(TASK ITEM): Below are the records; copy each line in which "PostPayload" can be found.

(Stored items)
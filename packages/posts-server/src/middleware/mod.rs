//! Request filters applied in front of the handlers.

pub mod negotiate;
//! Request and response types for the posts HTTP API.
//!
//! This crate encodes the wire contract of the service as Rust types and
//! holds the payload validator that every write goes through before a
//! [`PostPayload`] is built.
//!
//! # Endpoints covered
//!
//! | Method | Path | Type |
//! |--------|------|------|
//! | GET | `/api/posts` | [`ListQuery`] → `Vec<`[`Post`]`>` |
//! | GET | `/api/posts/{id}` | → [`Post`] |
//! | POST | `/api/posts` | [`PostPayload`] → [`Post`] (201 + `Location`) |
//! | PUT | `/api/posts/{id}` | [`PostPayload`] → [`Post`] |
//! | DELETE | `/api/posts/{id}` | → [`MessageResponse`] |
//!
//! Every error response is a [`MessageResponse`].

pub mod message;
pub mod post;
pub mod schema;

pub use message::MessageResponse;
pub use post::{ListQuery, Post, PostPayload};
pub use schema::{validate_post, SchemaError};
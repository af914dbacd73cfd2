//! # Field operations between rationals
//!
//! Sums, differences, products and quotients of two rationals are reduced before returning.
use num_traits::Zero;

use crate::error::Result;
use crate::integer::lcm;
use crate::rational::Rational;

impl Rational {
    /// Sum or difference over the least common multiple of both denominators.
    fn combine(&self, rhs: &Self, subtract: bool) -> Self {
        let common = lcm(&self.denominator, &rhs.denominator);
        let left = &common / &self.denominator * &self.numerator;
        let right = &common / &rhs.denominator * &rhs.numerator;
        let numerator = if subtract { left - right } else { left + right };

        let mut result = Self { numerator, denominator: common };
        result.canonicalize();
        result
    }

    fn multiply(&self, rhs: &Self) -> Self {
        let mut result = Self {
            numerator: &self.numerator * &rhs.numerator,
            denominator: &self.denominator * &rhs.denominator,
        };
        result.canonicalize();
        result
    }

    /// Divide by another rational.
    ///
    /// # Errors
    ///
    /// `RationalError::DivisionByZero` when `rhs` equals zero.
    pub fn checked_div(&self, rhs: &Self) -> Result<Self> {
        Self {
            numerator: &self.numerator * &rhs.denominator,
            denominator: &self.denominator * &rhs.numerator,
        }.reduced()
    }
}

/// Unwrap the result of a division for the operator traits, which can't report errors.
pub(super) fn or_panic(result: Result<Rational>) -> Rational {
    match result {
        Ok(value) => value,
        Err(error) => panic!("{}", error),
    }
}

mod add {
    use std::iter::Sum;
    use std::ops::{Add, AddAssign};

    use num_traits::Zero;

    use crate::rational::Rational;

    impl Add for Rational {
        type Output = Self;

        fn add(self, rhs: Self) -> Self::Output {
            self.combine(&rhs, false)
        }
    }

    impl Add<&Rational> for Rational {
        type Output = Self;

        fn add(self, rhs: &Self) -> Self::Output {
            self.combine(rhs, false)
        }
    }

    impl Add<Rational> for &Rational {
        type Output = Rational;

        fn add(self, rhs: Rational) -> Self::Output {
            self.combine(&rhs, false)
        }
    }

    impl Add for &Rational {
        type Output = Rational;

        fn add(self, rhs: Self) -> Self::Output {
            self.combine(rhs, false)
        }
    }

    impl AddAssign<Rational> for Rational {
        fn add_assign(&mut self, rhs: Self) {
            *self = self.combine(&rhs, false);
        }
    }

    impl AddAssign<&Rational> for Rational {
        fn add_assign(&mut self, rhs: &Self) {
            *self = self.combine(rhs, false);
        }
    }

    impl Sum for Rational {
        fn sum<I: Iterator<Item=Self>>(iter: I) -> Self {
            iter.fold(Self::zero(), |total, item| total + item)
        }
    }

    impl<'a> Sum<&'a Rational> for Rational {
        fn sum<I: Iterator<Item=&'a Rational>>(iter: I) -> Self {
            iter.fold(Self::zero(), |total, item| total + item)
        }
    }
}

mod sub {
    use std::ops::{Sub, SubAssign};

    use crate::rational::Rational;

    impl Sub for Rational {
        type Output = Self;

        fn sub(self, rhs: Self) -> Self::Output {
            self.combine(&rhs, true)
        }
    }

    impl Sub<&Rational> for Rational {
        type Output = Self;

        fn sub(self, rhs: &Self) -> Self::Output {
            self.combine(rhs, true)
        }
    }

    impl Sub<Rational> for &Rational {
        type Output = Rational;

        fn sub(self, rhs: Rational) -> Self::Output {
            self.combine(&rhs, true)
        }
    }

    impl Sub for &Rational {
        type Output = Rational;

        fn sub(self, rhs: Self) -> Self::Output {
            self.combine(rhs, true)
        }
    }

    impl SubAssign<Rational> for Rational {
        fn sub_assign(&mut self, rhs: Self) {
            *self = self.combine(&rhs, true);
        }
    }

    impl SubAssign<&Rational> for Rational {
        fn sub_assign(&mut self, rhs: &Self) {
            *self = self.combine(rhs, true);
        }
    }
}

mod mul {
    use std::iter::Product;
    use std::ops::{Mul, MulAssign};

    use num_traits::One;

    use crate::rational::Rational;

    impl Mul for Rational {
        type Output = Self;

        fn mul(self, rhs: Self) -> Self::Output {
            self.multiply(&rhs)
        }
    }

    impl Mul<&Rational> for Rational {
        type Output = Self;

        fn mul(self, rhs: &Self) -> Self::Output {
            self.multiply(rhs)
        }
    }

    impl Mul<Rational> for &Rational {
        type Output = Rational;

        fn mul(self, rhs: Rational) -> Self::Output {
            self.multiply(&rhs)
        }
    }

    impl Mul for &Rational {
        type Output = Rational;

        fn mul(self, rhs: Self) -> Self::Output {
            self.multiply(rhs)
        }
    }

    impl MulAssign<Rational> for Rational {
        fn mul_assign(&mut self, rhs: Self) {
            *self = self.multiply(&rhs);
        }
    }

    impl MulAssign<&Rational> for Rational {
        fn mul_assign(&mut self, rhs: &Self) {
            *self = self.multiply(rhs);
        }
    }

    impl Product for Rational {
        fn product<I: Iterator<Item=Self>>(iter: I) -> Self {
            iter.fold(Self::one(), |total, item| total * item)
        }
    }

    impl<'a> Product<&'a Rational> for Rational {
        fn product<I: Iterator<Item=&'a Rational>>(iter: I) -> Self {
            iter.fold(Self::one(), |total, item| total * item)
        }
    }
}

mod div {
    use std::ops::{Div, DivAssign};

    use crate::rational::field::or_panic;
    use crate::rational::Rational;

    impl Div<Rational> for Rational {
        type Output = Self;

        fn div(self, rhs: Self) -> Self::Output {
            or_panic(self.checked_div(&rhs))
        }
    }

    impl Div<&Rational> for Rational {
        type Output = Self;

        fn div(self, rhs: &Self) -> Self::Output {
            or_panic(self.checked_div(rhs))
        }
    }

    impl Div<Rational> for &Rational {
        type Output = Rational;

        fn div(self, rhs: Rational) -> Self::Output {
            or_panic(self.checked_div(&rhs))
        }
    }

    impl Div for &Rational {
        type Output = Rational;

        fn div(self, rhs: Self) -> Self::Output {
            or_panic(self.checked_div(rhs))
        }
    }

    impl DivAssign<Rational> for Rational {
        fn div_assign(&mut self, rhs: Self) {
            *self = or_panic(self.checked_div(&rhs));
        }
    }

    impl DivAssign<&Rational> for Rational {
        fn div_assign(&mut self, rhs: &Self) {
            *self = or_panic(self.checked_div(rhs));
        }
    }
}

mod neg {
    use std::ops::Neg;

    use crate::rational::Rational;

    /// Only the numerator changes sign; nothing is reduced.
    impl Neg for Rational {
        type Output = Self;

        fn neg(self) -> Self::Output {
            Self { numerator: -self.numerator, denominator: self.denominator }
        }
    }

    impl Neg for &Rational {
        type Output = Rational;

        fn neg(self) -> Self::Output {
            Rational { numerator: -&self.numerator, denominator: self.denominator.clone() }
        }
    }
}

mod identities {
    use num_bigint::BigInt;
    use num_traits::{One, Zero};

    use crate::rational::Rational;

    impl Zero for Rational {
        fn zero() -> Self {
            Self::from_integer(BigInt::zero())
        }

        fn set_zero(&mut self) {
            *self = Self::zero();
        }

        fn is_zero(&self) -> bool {
            self.numerator.is_zero()
        }
    }

    impl One for Rational {
        fn one() -> Self {
            Self::from_integer(BigInt::one())
        }

        fn set_one(&mut self) {
            *self = Self::one();
        }

        fn is_one(&self) -> bool {
            self.numerator == self.denominator
        }
    }
}

impl Default for Rational {
    fn default() -> Self {
        Self::zero()
    }
}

(RESPONSE TO THE TASK):
//! [`PostPayload`] is built.
//! | POST | `/api/posts` | [`PostPayload`] → [`Post`] (201 + `Location`) |
//! | PUT | `/api/posts/{id}` | [`PostPayload`] → [`Post`] |
pub use post::{ListQuery, Post, PostPayload};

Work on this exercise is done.